"I think we’re in a crisis,” City Manager Gary O’Connell deadpanned to City Council at its meeting on Monday, September 16. It was an uncharacteristically drastic statement for the understated O’Connell, reflecting the panic in City Hall as Charlottesville rapidly dries up.
Last week City Council approved a series of harsh water restrictions [See Extra!, page 11], motivated by sobering data. “We have between 80 and 100 days of water left,” public works director Judith Mueller told Council. “There’s no significant rain predicted in the long-term forecast.”
The local water supply, as measured by reservoir levels, is dropping by about 0.6 percent per day, down to about 55 percent last week.
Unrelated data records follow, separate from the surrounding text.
//! Documentation corpus: text files under a directory, searched line by line.

use std::path::PathBuf;

use crate::error::ToolError;

/// One matching line.
#[derive(Debug, Clone, PartialEq, Eq)]
pub struct SearchHit {
    /// File path relative to the corpus root.
    pub path: PathBuf,
    /// 1-based line number.
    pub line: usize,
    /// The line, trimmed.
    pub text: String,
}

impl std::fmt::Display for SearchHit {
    fn fmt(&self, f: &mut std::fmt::Formatter<'_>) -> std::fmt::Result {
        write!(f, "{}:{}: {}", self.path.display(), self.line, self.text)
    }
}

/// A directory of documentation files.
#[derive(Debug, Clone)]
pub struct DocCorpus {
    root: PathBuf,
    extensions: Vec<String>,
}

impl DocCorpus {
    /// Creates a corpus rooted at `root`, covering files with the given extensions.
    #[must_use]
    pub fn new(root: impl Into<PathBuf>, extensions: Vec<String>) -> Self {
        Self {
            root: root.into(),
            extensions,
        }
    }

    /// Lists corpus files, sorted by path.
    ///
    /// # Errors
    ///
    /// Returns an error if the root is not a directory or a directory entry
    /// cannot be read.
    pub fn files(&self) -> Result<Vec<PathBuf>, ToolError> {
        if !self.root.is_dir() {
            return Err(ToolError::Source {
                path: self.root.clone(),
                source: std::io::Error::new(
                    std::io::ErrorKind::NotFound,
                    "documentation directory does not exist",
                ),
            });
        }

        let escaped_root = glob::Pattern::escape(&self.root.to_string_lossy());
        let mut files = Vec::new();

        for ext in &self.extensions {
            let pattern = format!("{escaped_root}/**/*.{ext}");
            for entry in glob::glob(&pattern)? {
                let path = entry.map_err(|e| ToolError::Source {
                    path: e.path().to_path_buf(),
                    source: e.into(),
                })?;
                if path.is_file() {
                    files.push(path);
                }
            }
        }

        files.sort();
        files.dedup();
        Ok(files)
    }

    /// Case-insensitive substring search across every corpus line.
    ///
    /// Stops after `limit` hits.
    ///
    /// # Errors
    ///
    /// Returns an error if the corpus cannot be listed or a file cannot be read.
    pub fn search(&self, query: &str, limit: usize) -> Result<Vec<SearchHit>, ToolError> {
        let needle = query.to_lowercase();
        let mut hits = Vec::new();

        for path in self.files()? {
            let bytes = std::fs::read(&path).map_err(|e| ToolError::Source {
                path: path.clone(),
                source: e,
            })?;
            let text = String::from_utf8_lossy(&bytes);
            let relative = path.strip_prefix(&self.root).unwrap_or(&path);

            for (index, line) in text.lines().enumerate() {
                if hits.len() >= limit {
                    return Ok(hits);
                }
                if line.to_lowercase().contains(&needle) {
                    hits.push(SearchHit {
                        path: relative.to_path_buf(),
                        line: index + 1,
                        text: line.trim().to_string(),
                    });
                }
            }
        }

        hits.truncate(limit);
        Ok(hits)
    }
}
//! Configuration file loading and parsing.
//!
//! This module handles loading the configuration file from disk and parsing
//! it into validated, type-safe structures.
//!
//! # Configuration File Locations
//!
//! The configuration file is searched in the following order:
//!
//! 1. Path given as the `CONFIG_FILE` CLI argument (must exist)
//! 2. Default location (built-in defaults are used if absent):
//!    - **Linux/macOS:** `~/.docs-mcp/config.json`
//!    - **Windows:** `%USERPROFILE%\.docs-mcp\config.json`

mod settings;

pub use settings::{Config, LoggingConfig, SearchConfig};

use std::path::{Path, PathBuf};

use crate::error::ConfigError;

/// Returns the default configuration directory.
///
/// - **Linux/macOS:** `~/.docs-mcp/`
/// - **Windows:** `%USERPROFILE%\.docs-mcp\`
#[must_use]
pub fn default_config_dir() -> Option<PathBuf> {
    dirs::home_dir().map(|p| p.join(".docs-mcp"))
}

/// Returns the platform-specific default configuration file path.
#[must_use]
pub fn default_config_path() -> Option<PathBuf> {
    default_config_dir().map(|p| p.join("config.json"))
}

/// Loads and parses the configuration file.
///
/// If `path` is `None`, the platform-specific default location is tried and
/// the built-in defaults are returned when no file exists there.
///
/// # Errors
///
/// Returns an error if:
/// - An explicitly given configuration file cannot be found
/// - The file cannot be read
/// - The JSON is malformed
/// - Fields are invalid
pub fn load_config(path: Option<&Path>) -> Result<Config, ConfigError> {
    let config_path = match path {
        Some(p) => {
            if !p.exists() {
                return Err(ConfigError::NotFound {
                    path: p.to_path_buf(),
                });
            }
            p.to_path_buf()
        }
        None => match default_config_path() {
            Some(p) if p.exists() => p,
            _ => {
                tracing::debug!("No configuration file found, using defaults");
                return Ok(Config::default());
            }
        },
    };

    let contents = std::fs::read_to_string(&config_path).map_err(|e| ConfigError::ReadError {
        path: config_path.clone(),
        source: e,
    })?;

    let config: Config = serde_json::from_str(&contents).map_err(|e| ConfigError::ParseError {
        path: config_path.clone(),
        source: e,
    })?;

    config.validate()?;

    Ok(config)
}
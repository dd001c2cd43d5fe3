//! Documentation sources served by the MCP capabilities.
//!
//! - [`corpus`]: Markdown/text files under a directory
//! - [`changelog`]: the changelog file, split into version sections
//! - [`catalog`]: built-in examples and protocol method reference
//! - [`reference`]: configuration reference
//!
//! Everything here is read-only: files are re-read on each access, tables
//! are compile-time constants.

pub mod catalog;
pub mod changelog;
pub mod corpus;
pub mod reference;

pub use catalog::{Example, MethodDoc};
pub use changelog::{Changelog, ChangelogEntry};
pub use corpus::{DocCorpus, SearchHit};

use crate::config::Config;

/// The on-disk documentation sources named by the configuration.
#[derive(Debug, Clone)]
pub struct DocSources {
    /// Documentation corpus.
    pub corpus: DocCorpus,
    /// Changelog file.
    pub changelog: Changelog,
    /// Default search result limit.
    pub max_results: usize,
}

impl DocSources {
    /// Builds the sources described by `config`.
    #[must_use]
    pub fn from_config(config: &Config) -> Self {
        Self {
            corpus: DocCorpus::new(&config.docs_path, config.search.extensions.clone()),
            changelog: Changelog::new(&config.changelog_path),
            max_results: config.search.max_results,
        }
    }
}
City Councilors spent the September 16 meeting avidly seeking ways to force residents to conserve water. They considered a series of restrictions that make repeated water violations a Class 1 misdemeanor, punishable by a $2,500 fine and up to one year in jail. At the public hearing that opened the meeting, some residents claimed the proposed ordinance wasn’t harsh enough.
“By the time these regulations take effect, it will be too late,” said John Wheeler. “We will have suffering and economic disaster. We need to have a rolling shut-off of residential water starting now.”
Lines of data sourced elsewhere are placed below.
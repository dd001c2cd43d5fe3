//! Tool implementations.
//!
//! Each tool validates its own arguments and returns plain text. A lookup
//! that finds nothing is a normal text answer, not an error.

use serde_json::{json, Map, Value};

use crate::docs::catalog::{self, METHODS};
use crate::docs::changelog::{self, Changelog};
use crate::docs::corpus::DocCorpus;
use crate::docs::reference;
use crate::error::ToolError;
use crate::mcp::registry::Tool;

/// Returns a required, non-empty string argument.
fn required_str<'a>(
    arguments: &'a Map<String, Value>,
    name: &'static str,
) -> Result<&'a str, ToolError> {
    match arguments.get(name) {
        None | Some(Value::Null) => Err(ToolError::MissingArgument { name }),
        Some(Value::String(s)) if s.trim().is_empty() => Err(ToolError::InvalidArgument {
            name,
            message: "must not be empty".to_string(),
        }),
        Some(Value::String(s)) => Ok(s),
        Some(_) => Err(ToolError::InvalidArgument {
            name,
            message: "must be a string".to_string(),
        }),
    }
}

/// Returns an optional string argument.
fn optional_str<'a>(
    arguments: &'a Map<String, Value>,
    name: &'static str,
) -> Result<Option<&'a str>, ToolError> {
    match arguments.get(name) {
        None | Some(Value::Null) => Ok(None),
        Some(Value::String(s)) => Ok(Some(s)),
        Some(_) => Err(ToolError::InvalidArgument {
            name,
            message: "must be a string".to_string(),
        }),
    }
}

/// Returns an optional positive integer argument.
fn optional_positive(
    arguments: &Map<String, Value>,
    name: &'static str,
) -> Result<Option<usize>, ToolError> {
    match arguments.get(name) {
        None | Some(Value::Null) => Ok(None),
        Some(value) => value
            .as_u64()
            .filter(|n| *n > 0)
            .and_then(|n| usize::try_from(n).ok())
            .map(Some)
            .ok_or_else(|| ToolError::InvalidArgument {
                name,
                message: "must be a positive integer".to_string(),
            }),
    }
}

/// `docs_search_docs`: substring search over the documentation corpus.
pub struct SearchDocs {
    corpus: DocCorpus,
    default_limit: usize,
}

impl SearchDocs {
    /// Creates the tool over `corpus`, capping results at `default_limit`
    /// unless the caller passes `limit`.
    #[must_use]
    pub const fn new(corpus: DocCorpus, default_limit: usize) -> Self {
        Self {
            corpus,
            default_limit,
        }
    }
}

impl Tool for SearchDocs {
    fn description(&self) -> &str {
        "Search the project documentation for a phrase. Matching is a case-insensitive \
         substring search over every line of every documentation file. Returns \
         `path:line: text` for each hit."
    }

    fn input_schema(&self) -> Value {
        json!({
            "type": "object",
            "properties": {
                "query": {
                    "type": "string",
                    "description": "Text to search for"
                },
                "limit": {
                    "type": "integer",
                    "description": "Optional: maximum number of matching lines (default from configuration)"
                }
            },
            "required": ["query"]
        })
    }

    fn call(&self, arguments: &Map<String, Value>) -> Result<String, ToolError> {
        let query = required_str(arguments, "query")?;
        let limit = optional_positive(arguments, "limit")?.unwrap_or(self.default_limit);

        let hits = self.corpus.search(query, limit)?;
        if hits.is_empty() {
            return Ok(format!("No matches for '{query}'"));
        }

        Ok(hits
            .iter()
            .map(ToString::to_string)
            .collect::<Vec<_>>()
            .join("\n"))
    }
}

/// `docs_get_changelog`: one version section of the changelog.
pub struct GetChangelog {
    changelog: Changelog,
}

impl GetChangelog {
    /// Creates the tool over `changelog`.
    #[must_use]
    pub const fn new(changelog: Changelog) -> Self {
        Self { changelog }
    }
}

impl Tool for GetChangelog {
    fn description(&self) -> &str {
        "Get the release notes for one version from the changelog. Without a version, \
         returns the newest released version. Use 'Unreleased' for pending changes."
    }

    fn input_schema(&self) -> Value {
        json!({
            "type": "object",
            "properties": {
                "version": {
                    "type": "string",
                    "description": "Optional: version such as '1.2.0' or 'v1.2.0' (default: latest release)"
                }
            }
        })
    }

    fn call(&self, arguments: &Map<String, Value>) -> Result<String, ToolError> {
        let version = optional_str(arguments, "version")?;
        let entries = self.changelog.entries()?;

        if entries.is_empty() {
            return Ok("The changelog has no version sections".to_string());
        }

        let entry = match version {
            Some(v) => entries.iter().find(|e| e.matches(v)),
            None => changelog::latest(&entries),
        };

        Ok(match (entry, version) {
            (Some(entry), _) => entry.render(),
            (None, requested) => {
                let known: Vec<_> = entries.iter().map(|e| e.version.as_str()).collect();
                format!(
                    "Version '{}' not found in changelog. Known versions: {}",
                    requested.unwrap_or_default(),
                    known.join(", ")
                )
            }
        })
    }
}

/// `docs_search_changelog`: substring search over changelog lines.
pub struct SearchChangelog {
    changelog: Changelog,
}

impl SearchChangelog {
    /// Creates the tool over `changelog`.
    #[must_use]
    pub const fn new(changelog: Changelog) -> Self {
        Self { changelog }
    }
}

impl Tool for SearchChangelog {
    fn description(&self) -> &str {
        "Search the changelog for a phrase (case-insensitive). Each matching line is \
         reported with the version it belongs to."
    }

    fn input_schema(&self) -> Value {
        json!({
            "type": "object",
            "properties": {
                "query": {
                    "type": "string",
                    "description": "Text to search for"
                }
            },
            "required": ["query"]
        })
    }

    fn call(&self, arguments: &Map<String, Value>) -> Result<String, ToolError> {
        let query = required_str(arguments, "query")?;
        let needle = query.to_lowercase();

        let mut hits = Vec::new();
        for entry in self.changelog.entries()? {
            for line in entry.body.lines() {
                if line.to_lowercase().contains(&needle) {
                    hits.push(format!("[{}] {}", entry.version, line.trim()));
                }
            }
        }

        if hits.is_empty() {
            return Ok(format!("No changelog entries mention '{query}'"));
        }

        Ok(hits.join("\n"))
    }
}

/// `docs_get_example`: a built-in example by topic.
pub struct GetExample;

impl Tool for GetExample {
    fn description(&self) -> &str {
        "Get a worked example for a topic, such as 'framing', 'search' or 'configuration'."
    }

    fn input_schema(&self) -> Value {
        let topics = catalog::example_topics();
        json!({
            "type": "object",
            "properties": {
                "topic": {
                    "type": "string",
                    "description": "Example topic",
                    "enum": topics
                }
            },
            "required": ["topic"]
        })
    }

    fn call(&self, arguments: &Map<String, Value>) -> Result<String, ToolError> {
        let topic = required_str(arguments, "topic")?;

        Ok(catalog::find_example(topic).map_or_else(
            || {
                format!(
                    "No example for topic '{topic}'. Available topics: {}",
                    catalog::example_topics().join(", ")
                )
            },
            catalog::Example::render,
        ))
    }
}

/// `docs_describe_method`: reference entry for a protocol method.
pub struct DescribeMethod;

impl Tool for DescribeMethod {
    fn description(&self) -> &str {
        "Describe a JSON-RPC method supported by this server: what it does and the shape \
         of its params and result."
    }

    fn input_schema(&self) -> Value {
        let methods: Vec<_> = METHODS.iter().map(|m| m.name).collect();
        json!({
            "type": "object",
            "properties": {
                "method": {
                    "type": "string",
                    "description": "Method name, e.g. 'tools/call'",
                    "enum": methods
                }
            },
            "required": ["method"]
        })
    }

    fn call(&self, arguments: &Map<String, Value>) -> Result<String, ToolError> {
        let method = required_str(arguments, "method")?;

        Ok(catalog::find_method(method).map_or_else(
            || {
                let known: Vec<_> = METHODS.iter().map(|m| m.name).collect();
                format!(
                    "Unknown method '{method}'. Known methods: {}",
                    known.join(", ")
                )
            },
            catalog::MethodDoc::render,
        ))
    }
}

/// `docs_config_reference`: configuration keys, optionally filtered.
pub struct ConfigReference;

impl Tool for ConfigReference {
    fn description(&self) -> &str {
        "Look up configuration file keys with their types, defaults and meaning. \
         Pass 'key' to filter by a case-insensitive substring."
    }

    fn input_schema(&self) -> Value {
        json!({
            "type": "object",
            "properties": {
                "key": {
                    "type": "string",
                    "description": "Optional: substring of the key to look up, e.g. 'search'"
                }
            }
        })
    }

    fn call(&self, arguments: &Map<String, Value>) -> Result<String, ToolError> {
        let key = optional_str(arguments, "key")?;
        let options = reference::matching_options(key);

        if options.is_empty() {
            let known: Vec<_> = reference::CONFIG_OPTIONS.iter().map(|o| o.key).collect();
            return Ok(format!(
                "No configuration key matches '{}'. Known keys: {}",
                key.unwrap_or_default(),
                known.join(", ")
            ));
        }

        Ok(reference::render_options(&options))
    }
}

#[cfg(test)]
mod tests {
    use super::*;

    fn args(value: Value) -> Map<String, Value> {
        match value {
            Value::Object(map) => map,
            other => panic!("expected object, got {other}"),
        }
    }

    #[test]
    fn required_str_checks_type_and_presence() {
        let a = args(json!({"q": "x", "n": 3, "e": "  ", "z": null}));
        assert_eq!(required_str(&a, "q").unwrap(), "x");
        assert!(matches!(
            required_str(&a, "missing"),
            Err(ToolError::MissingArgument { name: "missing" })
        ));
        assert!(matches!(
            required_str(&a, "z"),
            Err(ToolError::MissingArgument { .. })
        ));
        assert!(matches!(
            required_str(&a, "n"),
            Err(ToolError::InvalidArgument { .. })
        ));
        assert!(matches!(
            required_str(&a, "e"),
            Err(ToolError::InvalidArgument { .. })
        ));
    }

    #[test]
    fn optional_positive_rejects_zero_and_negative() {
        let a = args(json!({"ok": 4, "zero": 0, "neg": -1, "text": "5"}));
        assert_eq!(optional_positive(&a, "ok").unwrap(), Some(4));
        assert_eq!(optional_positive(&a, "absent").unwrap(), None);
        assert!(optional_positive(&a, "zero").is_err());
        assert!(optional_positive(&a, "neg").is_err());
        assert!(optional_positive(&a, "text").is_err());
    }

    #[test]
    fn get_example_known_and_unknown() {
        let text = GetExample.call(&args(json!({"topic": "Framing"}))).unwrap();
        assert!(text.contains("Content-Length"));

        let text = GetExample.call(&args(json!({"topic": "rockets"}))).unwrap();
        assert!(text.starts_with("No example for topic 'rockets'"));
        assert!(text.contains("framing"));
    }

    #[test]
    fn describe_method_known_and_unknown() {
        let text = DescribeMethod
            .call(&args(json!({"method": "resources/read"})))
            .unwrap();
        assert!(text.contains("contents"));

        let text = DescribeMethod
            .call(&args(json!({"method": "ping"})))
            .unwrap();
        assert!(text.starts_with("Unknown method 'ping'"));
    }

    #[test]
    fn config_reference_filters() {
        let text = ConfigReference.call(&Map::new()).unwrap();
        assert_eq!(text.lines().count(), reference::CONFIG_OPTIONS.len());

        let text = ConfigReference
            .call(&args(json!({"key": "logging"})))
            .unwrap();
        assert!(text.contains("logging.level"));
        assert!(!text.contains("docs_path"));

        let text = ConfigReference.call(&args(json!({"key": "port"}))).unwrap();
        assert!(text.starts_with("No configuration key matches 'port'"));
    }

    #[test]
    fn missing_required_argument_is_an_error() {
        assert!(GetExample.call(&Map::new()).is_err());
        assert!(DescribeMethod.call(&Map::new()).is_err());
    }

    #[test]
    fn schemas_are_objects() {
        assert_eq!(GetExample.input_schema()["type"], "object");
        assert_eq!(DescribeMethod.input_schema()["required"][0], "method");
        assert!(ConfigReference.input_schema()["properties"]["key"].is_object());
    }
}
Council agreed, and during the meeting they added even more teeth to the proposed restrictions. They eventually passed an ordinance that, effective September 17, closed all commercial car washes, prohibited the watering of athletic fields, limited laundry at hotels, banned showering in health clubs without low-flow shower heads and ordered all water leaks be repaired within three days of notification.
Car wash business owners called the forced closings unfair. “A full-service car wash is very close to a sit-down restaurant in water use,” said Henry Weinschenk, who owns Express Car Wash on Route 29N. He and other car wash owners said the 15 car washes in the City and County account for only one-third of 1 percent of total water consumption.
Nevertheless, the Councilors’ reluctance to interfere with local business was trumped by the fact that Charlottesville may run out of fresh water as soon as December. Mueller told Council its main focus should be preserving water for fire protection and basic human health. She acknowledged that some of the City’s new conservation measures were “symbolic,” but such steps were necessary to convince people that the water shortage is a serious threat.
“The health and safety of our community is at stake,” said Councilor Blake Caravati. “Washing my car is not my priority.”
“It’s my livelihood,” retorted a car wash owner from the gallery.
Council’s new restrictions order all businesses to document water-saving techniques that will cut their usage by 20 percent, and Mueller said the City has sample plans to help businesses—especially restaurants—to conform.
Still, the most difficult challenge facing City leaders is to convince residents to curb their personal water use, which accounts for about 80 percent of all water used in the urban area, according to water officials.
“Despite all the restrictions, there have been days when our consumption has actually gone up,” lamented Caravati.